_Available data_:
use mrv_core::SubjectKey;
use mrv_storage::{Snapshot, SnapshotStore};
use serde::Serialize;

use crate::workspace::Workspace;
use crate::Printer;

/// A ledger row without the bundles.
#[derive(Serialize)]
struct SnapshotLine {
    id: u64,
    subject: String,
    locked: bool,
    input_hash: String,
    result_hash: String,
    snapshot_hash: String,
    created_at: String,
}

impl From<&Snapshot> for SnapshotLine {
    fn from(s: &Snapshot) -> Self {
        SnapshotLine {
            id: s.id(),
            subject: s.subject().to_string(),
            locked: s.is_locked(),
            input_hash: s.input_hash().to_string(),
            result_hash: s.result_hash().to_string(),
            snapshot_hash: s.snapshot_hash().to_string(),
            created_at: s.created_at().to_string(),
        }
    }
}

impl SnapshotLine {
    fn text(&self) -> String {
        format!(
            "{:>4}  {:<24} {:<6} input {}  result {}  {}",
            self.id,
            self.subject,
            if self.locked { "locked" } else { "draft" },
            short(&self.input_hash),
            short(&self.result_hash),
            self.created_at
        )
    }
}

fn short(hash: &str) -> &str {
    hash.get(..12).unwrap_or(hash)
}

pub(crate) fn cmd_list(
    workspace: &Workspace,
    project: Option<&str>,
    facility: Option<&str>,
    out: Printer,
) -> Result<(), String> {
    let store = workspace.store()?;
    let snapshots = store.list(None).map_err(|e| e.to_string())?;
    let lines: Vec<SnapshotLine> = snapshots
        .iter()
        .filter(|s| {
            let input = s.input();
            project.map_or(true, |p| input.project_id == p)
                && facility.map_or(true, |f| input.facility.id == f)
        })
        .map(SnapshotLine::from)
        .collect();
    out.emit(&lines, || {
        if lines.is_empty() {
            "no snapshots".to_string()
        } else {
            lines
                .iter()
                .map(SnapshotLine::text)
                .collect::<Vec<_>>()
                .join("\n")
        }
    });
    Ok(())
}

pub(crate) fn cmd_lock(workspace: &Workspace, id: u64, out: Printer) -> Result<(), String> {
    let store = workspace.store()?;
    let snapshot = store.lock(id).map_err(|e| e.to_string())?;
    let line = SnapshotLine::from(&snapshot);
    out.emit(&line, || format!("locked snapshot {}", line.id));
    Ok(())
}

pub(crate) fn cmd_delete(workspace: &Workspace, id: u64, out: Printer) -> Result<(), String> {
    let store = workspace.store()?;
    store.delete(id).map_err(|e| e.to_string())?;
    out.emit(&serde_json::json!({ "deleted": id }), || {
        format!("deleted snapshot {}", id)
    });
    Ok(())
}

pub(crate) fn cmd_chain(
    workspace: &Workspace,
    project: &str,
    facility: &str,
    out: Printer,
) -> Result<(), String> {
    let store = workspace.store()?;
    let subject = SubjectKey::new(project, facility);
    let report = store.verify_chain(&subject).map_err(|e| e.to_string())?;
    out.emit(&report, || match &report.broken {
        None => format!(
            "chain {} intact ({} snapshots, head {})",
            report.subject,
            report.length,
            report.head.as_deref().map(short).unwrap_or("-")
        ),
        Some(b) => format!(
            "chain {} broken at snapshot {} ({:?}): expected {}, found {}",
            report.subject,
            b.snapshot_id,
            b.kind,
            b.expected.as_deref().unwrap_or("-"),
            b.actual.as_deref().unwrap_or("-")
        ),
    });
    if report.is_intact() {
        Ok(())
    } else {
        Err(format!("hash chain of {} is broken", subject))
    }
}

_Task instructions_: Count the lines in the preceding entries that contain the string "expected", and state only the resulting number.

_Task answer_: 2